だがその斬撃は、男では無くナイフを粉々に粉砕した。

すると男性は膝から崩れ落ち、死んだ様に倒れこんだ。

その後ろで、震えながら自分の頭を抱えている幼い少女に、少年は語りかけた。

「大丈夫か。見た感じボロボロだけど。

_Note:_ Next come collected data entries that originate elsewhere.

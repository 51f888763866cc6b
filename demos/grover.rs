//! Grover search for a single answer.
//!
//! Usage: cargo run --example grover [answer] [bit|matrix|composite]

use qsim_rs::Strategy;
use qsim_rs::algorithms::{Grover, GroverConfig, GroverOracle};
use tracing_subscriber::EnvFilter;

fn main() -> Result<(), Box<dyn std::error::Error>> {
    tracing_subscriber::fmt()
        .with_env_filter(EnvFilter::try_from_default_env().unwrap_or_else(|_| EnvFilter::new("info")))
        .init();

    let mut args = std::env::args().skip(1);
    let answer: usize = args.next().map(|s| s.parse()).transpose()?.unwrap_or(42);
    let strategy: Strategy = match args.next() {
        Some(s) => serde_json::from_str(&format!("\"{s}\""))?,
        None => Strategy::Bit,
    };

    let oracle = GroverOracle::from_answer(answer);
    let config = GroverConfig {
        strategy,
        ..GroverConfig::default()
    };
    let grover = Grover::new(oracle, config);
    println!(
        "Searching {} states with {} iterations ({strategy:?})",
        oracle.base_count(),
        grover.iterations()
    );
    let outcome = grover.run(&mut rand::thread_rng())?;
    println!("{outcome}");
    Ok(())
}
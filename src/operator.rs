//! The operator capability: transform a register, or compose with another
//! operator.

use std::fmt;

use serde::{Deserialize, Serialize};

use crate::apply::gate_matrix;
use crate::error::{QuantumError, Result};
use crate::gate::Gate;
use crate::instruct::instruct_gate;
use crate::matrix::Matrix;
use crate::register::Register;

/// Anything that maps a register to a new register.
pub trait Operator: fmt::Debug {
    /// Applies the operator, leaving `register` untouched.
    fn apply(&self, register: &Register) -> Result<Register>;

    /// Sequential composition: `self` first, then `next`. Never fails.
    fn then<O>(self, next: O) -> CompositeOperator
    where
        Self: Sized + 'static,
        O: Operator + 'static,
    {
        CompositeOperator::new(self, next)
    }
}

impl<T: Operator + ?Sized> Operator for Box<T> {
    fn apply(&self, register: &Register) -> Result<Register> {
        (**self).apply(register)
    }
}

/// How a gate is carried out on a register.
#[derive(Debug, Clone, Copy, PartialEq, Eq, Default, Serialize, Deserialize)]
#[serde(rename_all = "lowercase")]
pub enum Strategy {
    /// Index arithmetic on the affected bits.
    #[default]
    Bit,
    /// Build the full `2^n × 2^n` operator and multiply.
    Matrix,
    /// Rewrite over the universal gate set, then apply bit-indexed.
    Composite,
}

/// A gate bound to an application strategy.
#[derive(Debug, Clone, Copy, PartialEq)]
pub struct GateOperator {
    gate: Gate,
    strategy: Strategy,
}

impl GateOperator {
    pub fn new(gate: Gate, strategy: Strategy) -> Self {
        GateOperator { gate, strategy }
    }

    pub fn gate(&self) -> &Gate {
        &self.gate
    }

    pub fn strategy(&self) -> Strategy {
        self.strategy
    }

    fn validate(&self, register: &Register) -> Result<()> {
        let qubits = self.gate.qubits();
        for (i, &q) in qubits.iter().enumerate() {
            register.check_bit(q)?;
            if qubits[..i].contains(&q) {
                return Err(QuantumError::DuplicateBit { index: q });
            }
        }
        Ok(())
    }
}

impl Operator for GateOperator {
    fn apply(&self, register: &Register) -> Result<Register> {
        self.validate(register)?;
        let amplitudes = match self.strategy {
            Strategy::Bit => {
                let mut out = register.amplitudes().clone();
                instruct_gate(out.as_slice_mut(), &self.gate);
                out
            }
            Strategy::Matrix => {
                gate_matrix(register.bit_count(), &self.gate)?
                    .multiply_vector(register.amplitudes())?
            }
            Strategy::Composite => {
                let mut out = register.amplitudes().clone();
                for g in self.gate.decompose() {
                    instruct_gate(out.as_slice_mut(), &g);
                }
                out
            }
        };
        Register::from_prior(register, amplitudes)
    }
}

impl fmt::Display for GateOperator {
    fn fmt(&self, f: &mut fmt::Formatter<'_>) -> fmt::Result {
        write!(f, "{} [{:?}]", self.gate, self.strategy)
    }
}

/// Two operators applied in sequence: `first`, then `second`.
///
/// Nested composites form a binary tree whose in-order traversal is the gate
/// sequence.
#[derive(Debug)]
pub struct CompositeOperator {
    first: Box<dyn Operator>,
    second: Box<dyn Operator>,
}

impl CompositeOperator {
    pub fn new(first: impl Operator + 'static, second: impl Operator + 'static) -> Self {
        CompositeOperator {
            first: Box::new(first),
            second: Box::new(second),
        }
    }

    /// Folds a sequence into a left-leaning tree. Returns `None` for fewer
    /// than two operators.
    pub fn chain<I>(operators: I) -> Option<Self>
    where
        I: IntoIterator<Item = Box<dyn Operator>>,
    {
        let mut iter = operators.into_iter();
        let first = iter.next()?;
        let second = iter.next()?;
        let mut composite = CompositeOperator { first, second };
        for next in iter {
            composite = CompositeOperator {
                first: Box::new(composite),
                second: next,
            };
        }
        Some(composite)
    }
}

impl Operator for CompositeOperator {
    fn apply(&self, register: &Register) -> Result<Register> {
        let mid = self.first.apply(register)?;
        self.second.apply(&mid)
    }
}

/// Gate operators for `gates`, all with the same strategy, as boxed trait
/// objects ready for [`CompositeOperator::chain`].
pub fn gate_sequence(gates: &[Gate], strategy: Strategy) -> Vec<Box<dyn Operator>> {
    gates
        .iter()
        .map(|&g| Box::new(GateOperator::new(g, strategy)) as Box<dyn Operator>)
        .collect()
}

立って歩けるか」

「あ、足…」

そう言われ、少年は少女の足を持ち上げて指差した場所を見る。

すると靭帯に傷がある事に気がついた。

「あ、るけない…」

「…俺は社員義務って言うのかな。とりあえず魔宝使い(まほうつかい)にさせられちまった子供は保護しなきゃいけない。お前に残された選択肢は2つだ。イグドラシルに保護されるか、ここで魔宝を破壊されあのオッサンみたいに死ぬか、だ」

「い、や…し、にたくない…」

「…そんだけ生へ執着があんなら大丈夫だ。さ、行くぞ。おんぶなりなんなりしてやるよ」

「あ、りがと…えと…」

少女は戸惑う様に少年を指差した。

「俺か?俺の名前はリュウト。リュウト・カガミだ。よろしくな」

「よ、ろしく」

少女は弱々しく、今にも消えそうな儚い声で、太陽の様な存在にその小さな手でしがみついた。